The impact of the award has been felt throughout the School and has extended to overseas students, research teams and collaborators.  We celebrated the anniversary of winning the prize with an event in Geneva which honoured the vital role of our alumni in everything we do. When it comes to marketing, communications and fundraising, the Gates Award has served as a fantastic, visible tool. By sending out a clear message about the quality and significance of our output, the Gates Award has helped us to secure funding for student scholarships, buildings development and research support.

After becoming the first British winner of the award two years ago, we set about identifying specific areas which could benefit the most from this valuable prize. We had hundreds of people working on a diverse range of high-profile research in established areas, but we wanted to find a way to better support innovative, smaller-scale projects. With this in mind, we launched the “LSHTM’s Got Talent” competition, which allowed staff to bid on relatively small but useful funds which could make a real difference. The Gates Award has also greatly enhanced what we can offer to students who do not have the time or money to study in London but still want to be trained up to improve global health through our popular Distance Learning programme.

Distance Learning

A significant proportion of the prize has been dedicated to expanding our distance learning (DL) programme. A major success story for the School, this programme has helped thousands of talented people around the world gain the skills and expertise they need to improve public health by providing them with an education at a top institution without forcing them to move home or leave paid employment. Demand for such a flexible approach to education has grown over the last few years, and now we can grow with that demand. We now have 2,700 students in more than 140 countries.

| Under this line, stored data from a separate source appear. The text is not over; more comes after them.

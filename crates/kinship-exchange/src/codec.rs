//! Relationship import/export codec

use crate::document::{fields, Document, IMPORT_VERSION};
use crate::error::{ExchangeError, ExchangeResult};
use async_trait::async_trait;
use kinship_core::{Direction, EdgeRecord, Entity, Guid, Ulid};
use kinship_storage::StorageBackend;
use std::collections::BTreeMap;
use std::sync::Arc;

/// Typed export/import interface a host composes into its own pipeline
#[async_trait]
pub trait EdgeExchange: Send + Sync {
    /// One document per edge whose `guid_one` is `guid`
    async fn export_edges(&self, guid: Guid) -> ExchangeResult<Vec<Document>>;

    /// Import one relationship document.
    ///
    /// Returns `Ok(None)` when either endpoint does not resolve to a local entity.
    async fn import_edge(&self, document: &Document, version: u32) -> ExchangeResult<Option<EdgeRecord>>;
}

/// Codec bound to an edge store
pub struct RelationshipExchange<S: StorageBackend + ?Sized> {
    store: Arc<S>,
}

impl<S: StorageBackend + ?Sized> RelationshipExchange<S> {
    pub fn new(store: Arc<S>) -> Self {
        Self { store }
    }

    pub fn store(&self) -> &Arc<S> {
        &self.store
    }

    /// Raw edge rows rooted at `guid`
    pub async fn export_rows(&self, guid: Guid) -> ExchangeResult<Vec<EdgeRecord>> {
        Ok(self.store.get_edges(guid, Direction::Outgoing).await?)
    }

    /// Document for a single edge, with portable identifiers for both endpoints
    pub async fn export_edge(&self, edge: &EdgeRecord) -> ExchangeResult<Document> {
        let mut doc = Document::relationship();
        if let Some(id) = edge.id {
            doc.push(fields::ID, id.to_string());
        }
        doc.push(fields::GUID_ONE, edge.guid_one.to_string());
        doc.push(fields::RELATIONSHIP, edge.relationship.as_str());
        doc.push(fields::GUID_TWO, edge.guid_two.to_string());
        doc.push(fields::TIME_CREATED, edge.time_created.to_rfc3339());
        for (name, text) in &edge.attributes {
            doc.push(name.as_str(), text.as_str());
        }

        for (field, guid) in [(fields::UUID_ONE, edge.guid_one), (fields::UUID_TWO, edge.guid_two)] {
            match self.store.guid_to_uid(guid).await? {
                Some(uid) => doc.push(field, uid.to_string()),
                None => tracing::warn!("Edge {} has no entity at endpoint {}", edge, guid),
            }
        }

        Ok(doc)
    }

    async fn resolve(&self, field: &str, uid: Option<&str>) -> ExchangeResult<Option<Entity>> {
        let Some(text) = uid else {
            tracing::warn!("Relationship document has no {}", field);
            return Ok(None);
        };
        let Ok(uid) = Ulid::from_string(text) else {
            tracing::warn!("Unreadable {} '{}'", field, text);
            return Ok(None);
        };
        Ok(self.store.get_entity_by_uid(&uid).await?)
    }
}

/// Fields read out of a version 1 document
#[derive(Default)]
struct Parsed {
    relationship: Option<String>,
    uuid_one: Option<String>,
    uuid_two: Option<String>,
    entity_uuid: Option<String>,
    attributes: BTreeMap<String, String>,
}

fn parse_v1(document: &Document) -> Parsed {
    let mut parsed = Parsed::default();
    for attr in &document.elements {
        let name = attr.name.to_lowercase();
        let text = attr.text.clone();
        match name.as_str() {
            fields::ID => {}
            // Foreign guids and times are replaced locally
            fields::GUID_ONE | fields::GUID_TWO | fields::TIME_CREATED => {}
            fields::ENTITY_UUID => parsed.entity_uuid = Some(text),
            fields::UUID_ONE => parsed.uuid_one = Some(text),
            fields::UUID_TWO => parsed.uuid_two = Some(text),
            fields::RELATIONSHIP => parsed.relationship = Some(text),
            _ => {
                parsed.attributes.insert(name, text);
            }
        }
    }
    parsed
}

#[async_trait]
impl<S: StorageBackend + ?Sized> EdgeExchange for RelationshipExchange<S> {
    async fn export_edges(&self, guid: Guid) -> ExchangeResult<Vec<Document>> {
        let mut documents = Vec::new();
        for edge in self.export_rows(guid).await? {
            documents.push(self.export_edge(&edge).await?);
        }
        Ok(documents)
    }

    async fn import_edge(&self, document: &Document, version: u32) -> ExchangeResult<Option<EdgeRecord>> {
        if version != IMPORT_VERSION {
            return Err(ExchangeError::UnsupportedVersion(version));
        }
        if !document.is_relationship() {
            return Err(ExchangeError::MalformedDocument(format!(
                "expected a relationship element, got '{}'",
                document.name
            )));
        }

        let parsed = parse_v1(document);
        let relationship = parsed
            .relationship
            .ok_or_else(|| ExchangeError::MalformedDocument("missing relationship".to_string()))?;
        if let Some(ref entity_uuid) = parsed.entity_uuid {
            tracing::debug!("Ignoring entity_uuid {}", entity_uuid);
        }

        let one = self.resolve(fields::UUID_ONE, parsed.uuid_one.as_deref()).await?;
        let two = self.resolve(fields::UUID_TWO, parsed.uuid_two.as_deref()).await?;
        let (Some(one), Some(two)) = (one, two) else {
            tracing::warn!("Skipping '{}' relationship with an unknown endpoint", relationship);
            return Ok(None);
        };

        let mut record = EdgeRecord::new(one.guid, relationship, two.guid);
        record.attributes = parsed.attributes;
        self.store
            .save_edge(&mut record)
            .await
            .map_err(|e| ExchangeError::SaveFailed(e.to_string()))?;

        tracing::debug!("Imported edge {}", record);
        Ok(Some(record))
    }
}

Thanks to the Gates Award, we are delighted to report that we will be launching the world’s first MSc course in Global Health Policy by distance learning in September 2011. The prize money has also enabled us to set up new DL modules in pharmaco-epidemiology, infectious diseases and enhanced study skills support for distance learners. In short, the Gates Award has given a significant boost to the enhancement and expansion of our distance learning programme and provided more opportunities for students around the world to gain a valuable education and solid qualifications.

Fieldwork

Many of our doctoral students come up with very exciting and innovative ideas for addressing major health problems but face obstacles in getting hold of sufficient funds for fieldwork. This prestigious award has allowed us to allocate small-scale research awards for students to carry out fieldwork in a range of topical areas.

Staff competition – LSHTM’s Got Talent

As the role of staff in research and teaching was a key factor in the School winning the award, it seemed only fair to give employees the chance to suggest how the prize could be shared out. With this in mind, we ran a special competition which allocated a total of £111,939 for selected projects. Applications were evaluated to see how well they met the requirements of benefiting staff in London or overseas, enhancing the visibility of our work, enabling interaction between employees or promoting green policies to reduce the environmental impact of our work.

In the end, 12 schemes were each awarded part of the competition fund. These included proposals for:

  • Construction of new clinic/office space for the Karonga Prevention Study in Karonga, Malawi
  • A meeting of 14 LSHTM researchers based in Tanzania with some of their key collaborators
  • Visits to Uganda and Tanzania to plan the new East African Diploma in Tropical Medicine and Hygiene
  • A visit by four professional support staff to Swaziland to strengthen the VISION 2020 programme links
  • Meetings of staff and alumni in Afghanistan
  • Support for an evening symposium “Thinking with Insects” at LSHTM
  • Sponsorship for staff taking part in a team walking challenge

Although the full benefits of some of the grants will not come to fruition for some years, the East African DTMH should launch in the autumn.

By providing useful funding to such a wide range of recipients we have ensured the impact of the Gates Award will be felt by future generations for many years to come.